课题组前期大量研究结果表明,天南星的刺激性毒性是由其所含特殊晶型的针晶复合物引起,且该针晶复合物是由草酸钙针晶及凝集素蛋白共同构成。本研究对天南星炮制前后草酸钙针晶及凝集素蛋白进行测定。结果表明,经过炮制的天南星中草酸钙针晶含量显著降低,凝集素蛋白未检测到条带。课题组前期研究成果表明，炮制过程中白矾及加热等因素可使凝集素蛋白变性和降解,使草酸钙针晶分解破坏,从而使凝集素蛋白及草酸钙针晶含量降低[7-9],本研究进一步证明了毒性成分草酸钙针晶及凝集素蛋白含量的降低是天南星炮制解毒的机制之一。本文针晶的检测方法是以不溶性草酸钙含量作为指标。

HPLC结果显示,生天南星草酸钙含量最高为2.33%,最低为0.78%,平均含量为1.43%,说明不同产地不同批次天南星草酸钙含量存在较大差异。制天南星草酸钙含量最高为0.98%,最低为0.29%,平均含量为0.60%。炮制后草酸钙含量最高降幅78.3%,最低降幅25.6%,平均降幅为55.4%。结果可见,即使炮制降低了草酸钙的含量,但由于某些批次生品中本身草酸钙含量高,炮制后仍然有较高含量,这与炮制后粉末中仍然可见草酸钙针晶但针晶结构发生溶蚀的结果一致[10]。不同批次炮制后草酸钙含量降幅差异较大,也是由不同批次生品天南星的草酸钙含量差异大导致,如生品草酸钙含量相对较高者一般炮制后降幅较高;此外,《中国药典》中关于炮制工艺的控制仅有“口尝微有麻舌感”“内无干心”等主观经验性评价,加之大小个头不均导致各批次间炮制程度略有差异也有关系。但从结果可见,炮制后草酸钙含量显著降低。Western blot结果表明,生天南星经过炮制均未检测到凝集素蛋白条带。提示生天南星经过炮制后,内源性毒性成分草酸钙针晶和凝集素蛋白含量均显著降低。

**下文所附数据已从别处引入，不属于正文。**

//! evgraph Core Library
//!
//! Turns a flat event-log export of submit actions into a duplicate-free set
//! of user and event nodes with `raised`, `submitted_to` and `invited`
//! relationships.

pub mod batch;
pub mod error;
pub mod record;
pub mod registry;
pub mod relationship;

pub use batch::{build_batch, GraphBatch};
pub use error::{CoreResult, EvgraphError};
pub use record::model::{RawRecord, SubmitRecord};
pub use record::{normalize, NormalizeOutcome};
pub use registry::IdentityRegistry;
pub use relationship::model::{Relationship, RelationshipKind};
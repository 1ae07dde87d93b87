//! Relationship derivation from grouped submit records.
//!
//! Produces, per (raiser, event) group:
//! - (user)-[:raised]->(event), once per group
//! - (event)-[:submitted_to]->(user), once per row
//! - (user)-[:invited]->(user), once per row
//!
//! and then collapses everything to one edge per (kind, source, target).

pub mod model;

use std::collections::{BTreeSet, HashMap};

use tracing::debug;

use crate::error::{CoreResult, EvgraphError};
use crate::record::model::SubmitRecord;
use crate::registry::IdentityRegistry;
use model::Relationship;

/// Invited user ids of one (raiser, event) group, in row order.
#[derive(Debug, Clone, PartialEq, Eq)]
pub struct EventGroup {
    pub event_id: String,
    pub invited: Vec<String>,
}

/// All events raised by one user, in first-seen order.
#[derive(Debug, Clone, PartialEq, Eq)]
pub struct RaiserGroup {
    pub raiser_id: String,
    pub events: Vec<EventGroup>,
}

/// Index of raiser -> event -> invited users, built in one pass.
#[derive(Debug, Clone, Default)]
pub struct RelationshipIndex {
    groups: Vec<RaiserGroup>,
}

impl RelationshipIndex {
    pub fn build(records: &[SubmitRecord]) -> Self {
        let mut groups: Vec<RaiserGroup> = Vec::new();
        let mut raiser_pos: HashMap<&str, usize> = HashMap::new();
        let mut event_pos: HashMap<(&str, &str), usize> = HashMap::new();

        for record in records {
            let raiser = record.user_id.as_str();
            let event = record.event_id.as_str();

            let r = *raiser_pos.entry(raiser).or_insert_with(|| {
                groups.push(RaiserGroup {
                    raiser_id: raiser.to_string(),
                    events: Vec::new(),
                });
                groups.len() - 1
            });
            let group = &mut groups[r];

            let e = *event_pos.entry((raiser, event)).or_insert_with(|| {
                group.events.push(EventGroup {
                    event_id: event.to_string(),
                    invited: Vec::new(),
                });
                group.events.len() - 1
            });
            group.events[e].invited.push(record.invited_user_id.clone());
        }

        Self { groups }
    }

    pub fn groups(&self) -> &[RaiserGroup] {
        &self.groups
    }
}

/// De-duplicated relationships plus the number emitted before de-duplication.
#[derive(Debug, Clone, Default)]
pub struct DerivedRelationships {
    relationships: BTreeSet<Relationship>,
    emitted: usize,
}

impl DerivedRelationships {
    /// Unique relationships, ordered by (kind, source, target).
    pub fn relationships(&self) -> impl Iterator<Item = &Relationship> {
        self.relationships.iter()
    }

    pub fn len(&self) -> usize {
        self.relationships.len()
    }

    pub fn is_empty(&self) -> bool {
        self.relationships.is_empty()
    }

    /// Relationships produced before collapsing duplicates.
    pub fn emitted(&self) -> usize {
        self.emitted
    }

    pub fn contains(&self, relationship: &Relationship) -> bool {
        self.relationships.contains(relationship)
    }

    pub fn into_vec(self) -> Vec<Relationship> {
        self.relationships.into_iter().collect()
    }

    fn push(&mut self, relationship: Relationship) {
        self.emitted += 1;
        self.relationships.insert(relationship);
    }
}

/// Derive every relationship of the index against a populated registry.
///
/// Invited edges are keyed on (raiser, invited) only, so the same pair seen
/// under different events is one edge. An id missing from the registry means
/// the registry was not built from the same records and is reported as an
/// [`EvgraphError::InvariantViolation`].
pub fn derive_relationships(
    index: &RelationshipIndex,
    registry: &IdentityRegistry,
) -> CoreResult<DerivedRelationships> {
    let mut derived = DerivedRelationships::default();

    for group in index.groups() {
        let raiser = registry.user(&group.raiser_id).ok_or_else(|| {
            EvgraphError::invariant(format!(
                "raising user '{}' is not registered",
                group.raiser_id
            ))
        })?;

        for event_group in &group.events {
            let event = registry.event(&event_group.event_id).ok_or_else(|| {
                EvgraphError::invariant(format!(
                    "event '{}' is not registered",
                    event_group.event_id
                ))
            })?;

            derived.push(Relationship::raised(&raiser.id, &event.id));

            for invited_id in &event_group.invited {
                let invited = registry.user(invited_id).ok_or_else(|| {
                    EvgraphError::invariant(format!(
                        "invited user '{invited_id}' is not registered"
                    ))
                })?;

                derived.push(Relationship::submitted_to(&event.id, &invited.id));
                derived.push(Relationship::invited(&raiser.id, &invited.id));
            }
        }
    }

    debug!(
        emitted = derived.emitted(),
        unique = derived.len(),
        "Derived relationships"
    );

    Ok(derived)
}

#[cfg(test)]
mod tests {
    use super::*;
    use super::model::RelationshipKind;

    fn record(user: &str, event: &str, invited: &str) -> SubmitRecord {
        SubmitRecord {
            event_id: event.to_string(),
            date: "2023-03-01 10:00:00".to_string(),
            environment_id: "env".to_string(),
            event_name: "Approve".to_string(),
            user_id: user.to_string(),
            flow_id: "F1".to_string(),
            flow_origin_id: "FO1".to_string(),
            company_id: "C1".to_string(),
            resource_id: "R1".to_string(),
            step_id: "S1".to_string(),
            invited_user_id: invited.to_string(),
            invited_company_id: "C2".to_string(),
        }
    }

    fn derive(records: &[SubmitRecord]) -> DerivedRelationships {
        let registry = IdentityRegistry::from_records(records);
        derive_relationships(&RelationshipIndex::build(records), &registry).unwrap()
    }

    #[test]
    fn test_index_groups_in_first_seen_order() {
        let records = vec![
            record("U2", "E5", "U1"),
            record("U1", "E1", "U2"),
            record("U2", "E4", "U3"),
            record("U1", "E1", "U3"),
        ];
        let index = RelationshipIndex::build(&records);
        let groups = index.groups();
        assert_eq!(groups.len(), 2);
        assert_eq!(groups[0].raiser_id, "U2");
        assert_eq!(groups[0].events.len(), 2);
        assert_eq!(groups[0].events[0].event_id, "E5");
        assert_eq!(groups[0].events[1].event_id, "E4");
        assert_eq!(groups[1].events[0].invited, vec!["U2", "U3"]);
    }

    #[test]
    fn test_exact_duplicate_rows_yield_one_edge_each() {
        let derived = derive(&[record("U1", "E1", "U2"), record("U1", "E1", "U2")]);

        assert_eq!(
            derived.into_vec(),
            vec![
                Relationship::raised("U1", "E1"),
                Relationship::submitted_to("E1", "U2"),
                Relationship::invited("U1", "U2"),
            ]
        );
    }

    #[test]
    fn test_invited_edge_is_global_per_pair() {
        let derived = derive(&[record("U1", "E1", "U2"), record("U1", "E2", "U2")]);

        let count = |kind: RelationshipKind| {
            derived.relationships().filter(|r| r.kind == kind).count()
        };
        assert_eq!(count(RelationshipKind::Raised), 2);
        assert_eq!(count(RelationshipKind::SubmittedTo), 2);
        assert_eq!(count(RelationshipKind::Invited), 1);
        assert!(derived.contains(&Relationship::invited("U1", "U2")));
        assert_eq!(derived.emitted(), 6);
        assert_eq!(derived.len(), 5);
    }

    #[test]
    fn test_event_with_many_invitees() {
        let derived = derive(&[
            record("U1", "E1", "U2"),
            record("U1", "E1", "U3"),
            record("U1", "E1", "U4"),
        ]);
        assert_eq!(derived.len(), 1 + 3 + 3);
        assert!(derived.contains(&Relationship::submitted_to("E1", "U4")));
        assert!(derived.contains(&Relationship::invited("U1", "U3")));
    }

    #[test]
    fn test_self_invitation_is_a_self_loop() {
        let derived = derive(&[record("U1", "E1", "U1")]);
        assert!(derived.contains(&Relationship::raised("U1", "E1")));
        assert!(derived.contains(&Relationship::submitted_to("E1", "U1")));
        let invited = Relationship::invited("U1", "U1");
        assert!(invited.is_self_loop());
        assert!(derived.contains(&invited));
        assert_eq!(derived.len(), 3);
    }

    #[test]
    fn test_distinct_raisers_of_same_event() {
        let derived = derive(&[record("U1", "E1", "U3"), record("U2", "E1", "U3")]);
        assert!(derived.contains(&Relationship::raised("U1", "E1")));
        assert!(derived.contains(&Relationship::raised("U2", "E1")));
        assert_eq!(
            derived
                .relationships()
                .filter(|r| r.kind == RelationshipKind::SubmittedTo)
                .count(),
            1
        );
    }

    #[test]
    fn test_empty_input() {
        let derived = derive(&[]);
        assert!(derived.is_empty());
        assert_eq!(derived.emitted(), 0);
    }

    #[test]
    fn test_unregistered_id_is_invariant_violation() {
        let records = vec![record("U1", "E1", "U2")];
        let index = RelationshipIndex::build(&records);
        let registry = IdentityRegistry::new();
        let err = derive_relationships(&index, &registry).unwrap_err();
        assert!(matches!(err, EvgraphError::InvariantViolation(_)));
    }
}
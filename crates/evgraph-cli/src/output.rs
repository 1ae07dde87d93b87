//! Terminal output formatting.

use colored::Colorize;
use evgraph_core::{GraphBatch, RelationshipKind};
use evgraph_graph::{LoadResult, PrepareStats};

/// Print normalization counters.
pub fn print_prepare_stats(stats: &PrepareStats) {
    println!("{}", "Source rows".bold());
    println!("  Read:        {}", stats.rows_read);
    println!("  Kept:        {}", stats.rows_kept.to_string().green());
    println!("  Not submit:  {}", stats.non_submit.to_string().dimmed());
    println!("  Duplicates:  {}", stats.duplicates.to_string().dimmed());
    println!("  Incomplete:  {}", stats.incomplete.to_string().dimmed());
}

/// Print node and relationship counts of a derived batch.
pub fn print_batch_summary(batch: &GraphBatch) {
    println!("\n{}", "Derived graph".bold());
    println!("  Users:         {}", batch.users.len().to_string().cyan());
    println!("  Events:        {}", batch.events.len().to_string().cyan());
    for kind in RelationshipKind::ALL {
        let count = batch.relationships.iter().filter(|r| r.kind == kind).count();
        println!("  {:<14} {}", format!("{}:", kind), count.to_string().cyan());
    }
    if batch.emitted_relationships > batch.relationships.len() {
        println!(
            "  {}",
            format!(
                "({} duplicate relationships collapsed)",
                batch.emitted_relationships - batch.relationships.len()
            )
            .dimmed()
        );
    }
    print_conflicts(batch.identity_conflicts);
}

/// Print the outcome of a load.
pub fn print_load_result(result: &LoadResult) {
    print_prepare_stats(&result.stats);

    if let Some(reset) = &result.reset {
        println!(
            "\n{} {} nodes in {} batches",
            "Reset:".bold(),
            reset.total_deleted,
            reset.batches
        );
    }

    match &result.written {
        Some(written) => {
            println!("\n{}", "Load complete:".green().bold());
            println!("  Users:         {}", written.users);
            println!("  Events:        {}", written.events);
            println!("  Relationships: {}", written.relationships);
        }
        None => println!("\n{}", "No submit records found, nothing written.".dimmed()),
    }
    print_conflicts(result.identity_conflicts);
}

fn print_conflicts(conflicts: usize) {
    if conflicts > 0 {
        println!(
            "  {} {} conflicting attribute values for repeated ids, last seen kept",
            "warning:".yellow().bold(),
            conflicts
        );
    }
}
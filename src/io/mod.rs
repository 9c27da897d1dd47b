// Copyright (c) 2025, Jason Jenkins
// SPDX-License-Identifier: BSD-3-Clause

//! I/O operations for images and annotation files.

pub mod media;
pub mod serialization;
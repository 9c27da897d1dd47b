// Copyright (c) 2025, Jason Jenkins
// SPDX-License-Identifier: BSD-3-Clause

//! Main application state and egui App implementation.
//!
//! The application hosts one annotator per loaded image. It loads images
//! in the background, feeds UI input to the annotator as events, and
//! handles the annotator's save and cancel callbacks.

use crate::ui::{canvas, properties, toolbar};
use bbox_annotator::annotator::{Annotator, AnnotatorHost, Event};
use bbox_annotator::config::AnnotatorConfig;
use bbox_annotator::models::annotation::{Annotation, ImageSize};
use bbox_annotator::models::project::AnnotationSet;
use std::path::PathBuf;
use std::sync::mpsc::{channel, Receiver, Sender};

/// Callback sent from the annotator back to the application.
enum HostMessage {
    Save(Vec<Annotation>),
    Cancel,
}

/// Forwards annotator callbacks over a channel so they can be handled
/// once the annotator is no longer borrowed.
struct ChannelHost(Sender<HostMessage>);

impl AnnotatorHost for ChannelHost {
    fn on_save(&mut self, annotations: &[Annotation]) {
        let _ = self.0.send(HostMessage::Save(annotations.to_vec()));
    }

    fn on_cancel(&mut self) {
        let _ = self.0.send(HostMessage::Cancel);
    }
}

/// Result of background image loading operation.
struct LoadedImageData {
    path: PathBuf,
    width: u32,
    height: u32,
    pixels: Vec<u8>,
}

/// Main application state.
pub struct AnnotatorApp {
    /// Class list and zoom range for every annotator
    config: AnnotatorConfig,

    /// Annotator for the current image
    annotator: Option<Annotator>,

    /// Path of the image being annotated
    image_path: Option<PathBuf>,

    /// Loaded image texture for display
    image_texture: Option<egui::TextureHandle>,

    /// Image dimensions (width, height)
    image_size: Option<(u32, u32)>,

    host_sender: Sender<HostMessage>,
    host_receiver: Receiver<HostMessage>,

    /// Receiver for background image loading
    image_loader: Option<Receiver<Result<LoadedImageData, String>>>,

    /// Loading state message
    loading_message: Option<String>,

    /// Result of the last save, shown in the status bar
    status: Option<String>,
}

impl AnnotatorApp {
    /// Create the application, optionally loading an image right away.
    pub fn new(config: AnnotatorConfig, image: Option<PathBuf>) -> Self {
        let (host_sender, host_receiver) = channel();
        let mut app = Self {
            config,
            annotator: None,
            image_path: None,
            image_texture: None,
            image_size: None,
            host_sender,
            host_receiver,
            image_loader: None,
            loading_message: None,
            status: None,
        };
        if let Some(path) = image {
            app.load_image_file(path);
        }
        app
    }

    /// Load an image file in the background.
    pub fn load_image_file(&mut self, path: PathBuf) {
        let (sender, receiver) = channel();
        self.image_loader = Some(receiver);
        self.loading_message = Some("Loading image...".to_string());

        std::thread::spawn(move || {
            let result = bbox_annotator::io::media::load_image(&path)
                .map(|loaded| {
                    log::info!(
                        "Loaded image: {} ({}x{})",
                        path.display(),
                        loaded.width,
                        loaded.height
                    );
                    LoadedImageData {
                        path: path.clone(),
                        width: loaded.width,
                        height: loaded.height,
                        pixels: loaded.pixels,
                    }
                })
                .map_err(|e| format!("{:#}", e));

            let _ = sender.send(result);
        });
    }

    /// Mount a fresh annotator for a newly loaded image.
    fn mount(&mut self, ctx: &egui::Context, loaded: LoadedImageData) {
        let size = [loaded.width as usize, loaded.height as usize];
        let color_image = egui::ColorImage::from_rgba_unmultiplied(size, &loaded.pixels);
        let texture = ctx.load_texture("loaded_image", color_image, egui::TextureOptions::LINEAR);

        let mut annotator = Annotator::new(
            self.config.clone(),
            Box::new(ChannelHost(self.host_sender.clone())),
        );
        annotator.handle(Event::ImageLoaded(ImageSize::from((
            loaded.width,
            loaded.height,
        ))));

        self.annotator = Some(annotator);
        self.image_texture = Some(texture);
        self.image_size = Some((loaded.width, loaded.height));
        self.image_path = Some(loaded.path);
        self.status = None;
    }

    fn poll_image_loader(&mut self, ctx: &egui::Context) {
        let Some(ref receiver) = self.image_loader else {
            return;
        };
        let Ok(result) = receiver.try_recv() else {
            return;
        };
        self.image_loader = None;
        self.loading_message = None;

        match result {
            Ok(loaded) => self.mount(ctx, loaded),
            Err(e) => {
                log::error!("Failed to load image: {}", e);
                self.status = Some(format!("Failed to load image: {}", e));
            }
        }
    }

    fn poll_host_messages(&mut self, ctx: &egui::Context) {
        while let Ok(message) = self.host_receiver.try_recv() {
            match message {
                HostMessage::Save(annotations) => self.export_annotations(annotations),
                HostMessage::Cancel => {
                    log::info!("Closing without saving");
                    ctx.send_viewport_cmd(egui::ViewportCommand::Close);
                }
            }
        }
    }

    /// Ask for a destination and write the saved boxes there.
    fn export_annotations(&mut self, annotations: Vec<Annotation>) {
        let (Some(image_path), Some((width, height))) = (&self.image_path, self.image_size) else {
            return;
        };

        let stem = image_path
            .file_stem()
            .and_then(|s| s.to_str())
            .unwrap_or("annotations");
        let Some(path) = rfd::FileDialog::new()
            .add_filter("JSON", &["json"])
            .add_filter("YAML", &["yaml", "yml"])
            .set_file_name(format!("{}.json", stem))
            .save_file()
        else {
            return;
        };

        let data = AnnotationSet::new(
            image_path.to_string_lossy().to_string(),
            width,
            height,
            annotations,
        );

        match bbox_annotator::io::serialization::export(&data, &path) {
            Ok(_) => {
                log::info!(
                    "Exported {} annotations ({}) to {}",
                    data.annotations.len(),
                    data.labels().join(", "),
                    path.display()
                );
                self.status = Some(format!("Saved to {}", path.display()));
            }
            Err(e) => {
                log::error!("Failed to export annotations: {:#}", e);
                self.status = Some(format!("Save failed: {}", e));
            }
        }
    }

    fn pick_image(&mut self) {
        if let Some(path) = rfd::FileDialog::new()
            .add_filter("Images", &["jpg", "jpeg", "png", "bmp", "tiff", "tif", "webp"])
            .pick_file()
        {
            self.load_image_file(path);
        }
    }

    fn dispatch(&mut self, events: Vec<Event>) {
        if let Some(ref mut annotator) = self.annotator {
            for event in events {
                annotator.handle(event);
            }
        }
    }
}

impl eframe::App for AnnotatorApp {
    fn update(&mut self, ctx: &egui::Context, _frame: &mut eframe::Frame) {
        self.poll_image_loader(ctx);

        // Request repaint if still loading (to update spinner)
        if self.loading_message.is_some() {
            ctx.request_repaint();
        }

        let state = self.annotator.as_ref().map(Annotator::render_state);
        let mut events = Vec::new();

        // Top menu bar
        egui::TopBottomPanel::top("menu_bar").show(ctx, |ui| {
            egui::menu::bar(ui, |ui| {
                ui.menu_button("File", |ui| {
                    if ui.button("Open Image...").clicked() {
                        self.pick_image();
                        ui.close_menu();
                    }
                    ui.separator();
                    if ui.button("Quit").clicked() {
                        ctx.send_viewport_cmd(egui::ViewportCommand::Close);
                    }
                });

                if let Some(ref state) = state {
                    ui.menu_button("Edit", |ui| {
                        if ui.add_enabled(state.can_undo, egui::Button::new("Undo")).clicked() {
                            events.push(Event::Undo);
                            ui.close_menu();
                        }
                        if ui.add_enabled(state.can_redo, egui::Button::new("Redo")).clicked() {
                            events.push(Event::Redo);
                            ui.close_menu();
                        }
                    });

                    ui.menu_button("View", |ui| {
                        let zoom = self.config.zoom;
                        if ui.button("Zoom In").clicked() {
                            events.push(Event::SetZoom(state.zoom + zoom.step));
                            ui.close_menu();
                        }
                        if ui.button("Zoom Out").clicked() {
                            events.push(Event::SetZoom(state.zoom - zoom.step));
                            ui.close_menu();
                        }
                        if ui.button("Reset Zoom").clicked() {
                            events.push(Event::SetZoom(zoom.initial));
                            ui.close_menu();
                        }
                    });
                }
            });
        });

        let Some(state) = state else {
            egui::CentralPanel::default().show(ctx, |ui| {
                show_welcome(ui, self.loading_message.as_deref(), self.status.as_deref());
            });
            return;
        };

        egui::TopBottomPanel::top("toolbar").show(ctx, |ui| {
            events.extend(toolbar::show(ui, &state, &self.config.zoom));
        });

        egui::TopBottomPanel::bottom("status_bar").show(ctx, |ui| {
            ui.horizontal(|ui| {
                if let Some((width, height)) = self.image_size {
                    ui.label(format!("{}x{} px", width, height));
                    ui.separator();
                }
                ui.label(format!("Zoom {:.0}%", state.zoom * 100.0));
                if let Some(ref status) = self.status {
                    ui.separator();
                    ui.label(status);
                }
            });
        });

        let properties_action = egui::SidePanel::right("properties")
            .default_width(250.0)
            .show(ctx, |ui| properties::show(ui, &state))
            .inner;

        let canvas_events = egui::CentralPanel::default()
            .show(ctx, |ui| {
                if let Some(ref message) = self.loading_message {
                    ui.centered_and_justified(|ui| ui.spinner().on_hover_text(message));
                    Vec::new()
                } else {
                    canvas::show(ui, &state, &self.image_texture)
                }
            })
            .inner;
        events.extend(canvas_events);

        self.dispatch(events);

        if let Some(ref mut annotator) = self.annotator {
            match properties_action {
                properties::PropertiesAction::SelectBox(idx) => annotator.select_box(idx),
                properties::PropertiesAction::EditLabel(idx) => annotator.open_label_editor(idx),
                properties::PropertiesAction::None => {}
            }
        }

        self.poll_host_messages(ctx);
    }
}

/// Welcome message shown before any image is loaded.
fn show_welcome(ui: &mut egui::Ui, loading: Option<&str>, status: Option<&str>) {
    ui.centered_and_justified(|ui| {
        ui.vertical_centered(|ui| {
            ui.add_space(20.0);
            ui.heading(
                egui::RichText::new("Bounding Box Annotator")
                    .size(32.0)
                    .color(egui::Color32::from_gray(200)),
            );
            ui.add_space(20.0);
            if let Some(message) = loading {
                ui.spinner();
                ui.label(message);
            } else {
                ui.label(
                    egui::RichText::new("Open an image to begin annotating")
                        .color(egui::Color32::from_gray(180)),
                );
                ui.label(
                    egui::RichText::new("File → Open Image...")
                        .weak()
                        .color(egui::Color32::from_gray(130)),
                );
            }
            if let Some(status) = status {
                ui.add_space(10.0);
                ui.label(egui::RichText::new(status).color(egui::Color32::from_rgb(200, 80, 60)));
            }
        });
    });
}
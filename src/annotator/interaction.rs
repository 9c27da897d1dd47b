// Copyright (c) 2025, Jason Jenkins
// SPDX-License-Identifier: BSD-3-Clause

//! Draw and resize gestures.
//!
//! A gesture is either drawing a new box or dragging a corner handle of
//! an existing one. Only one can be active at a time.

use crate::models::annotation::{Annotation, ImageSize};
use crate::util::geometry::{clamp_to_image, span_rect, Handle, Point};

/// Boxes narrower or shorter than this are discarded when drawn.
pub const MIN_DRAW_SIZE: f64 = 5.0;

/// Resizes that would bring either side to this size or below are rejected.
pub const MIN_RESIZE_SIZE: f64 = 5.0;

/// Gesture currently in progress.
#[derive(Debug, Clone, Default, PartialEq)]
pub enum InteractionState {
    #[default]
    Idle,
    /// Drawing a new box. `live` is not part of the committed sequence.
    Drawing { origin: Point, live: Annotation },
    /// Dragging `handle` of the committed box at `index`.
    Resizing { index: usize, handle: Handle },
}

impl InteractionState {
    pub fn is_idle(&self) -> bool {
        matches!(self, Self::Idle)
    }

    pub fn is_drawing(&self) -> bool {
        matches!(self, Self::Drawing { .. })
    }

    pub fn is_resizing(&self) -> bool {
        matches!(self, Self::Resizing { .. })
    }

    /// The ephemeral box being drawn, if any.
    pub fn live_box(&self) -> Option<&Annotation> {
        match self {
            Self::Drawing { live, .. } => Some(live),
            _ => None,
        }
    }
}

/// Begin drawing at an already clamped image-space origin.
pub fn begin_draw(origin: Point) -> InteractionState {
    InteractionState::Drawing {
        origin,
        live: Annotation::unassigned(origin.x, origin.y, 0.0, 0.0),
    }
}

/// Rectangle spanned by the draw origin and the clamped pointer.
///
/// The label of `live` carries over to the new candidate.
pub fn drawn_box(origin: Point, pointer: Point, size: ImageSize, live: &Annotation) -> Annotation {
    let current = clamp_to_image(pointer, size);
    let (x, y, width, height) = span_rect(origin, current);
    Annotation::new(x, y, width, height, live.label.clone())
}

/// Check whether a finished draw is large enough to keep.
pub fn is_keepable(candidate: &Annotation) -> bool {
    candidate.width >= MIN_DRAW_SIZE && candidate.height >= MIN_DRAW_SIZE
}

/// Apply a corner drag to `target`.
///
/// Returns `None`, leaving the caller's box untouched, when the result would
/// collapse to `MIN_RESIZE_SIZE` or below on either axis.
pub fn resized_box(
    target: &Annotation,
    handle: Handle,
    pointer: Point,
    size: ImageSize,
) -> Option<Annotation> {
    let p = clamp_to_image(pointer, size);
    let mut next = target.clone();

    if handle.is_left() {
        next.width += next.x - p.x;
        next.x = p.x;
    } else {
        next.width = p.x - next.x;
    }

    if handle.is_top() {
        next.height += next.y - p.y;
        next.y = p.y;
    } else {
        next.height = p.y - next.y;
    }

    (next.width > MIN_RESIZE_SIZE && next.height > MIN_RESIZE_SIZE).then_some(next)
}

本研究通过多批次天南星样品炮制前后毒性物质含量变化测定,总结了内源性毒性物质含量变化规律。建立的天南星草酸钙含量测定方法及凝集素蛋白检测方法简便可行,可用于天南星毒性控制。以草酸钙的含量作为毒性控制指标,适用于原料来源稳定(产地、生长年限稳定)样品的质量控制。综合本文研究结果,以凝集素蛋白限度作为天南星毒性控制指标更为稳定可靠,建议制天南星不得检出凝集素蛋白。本文的研究也为后续ELISA试剂盒的开发提供依据。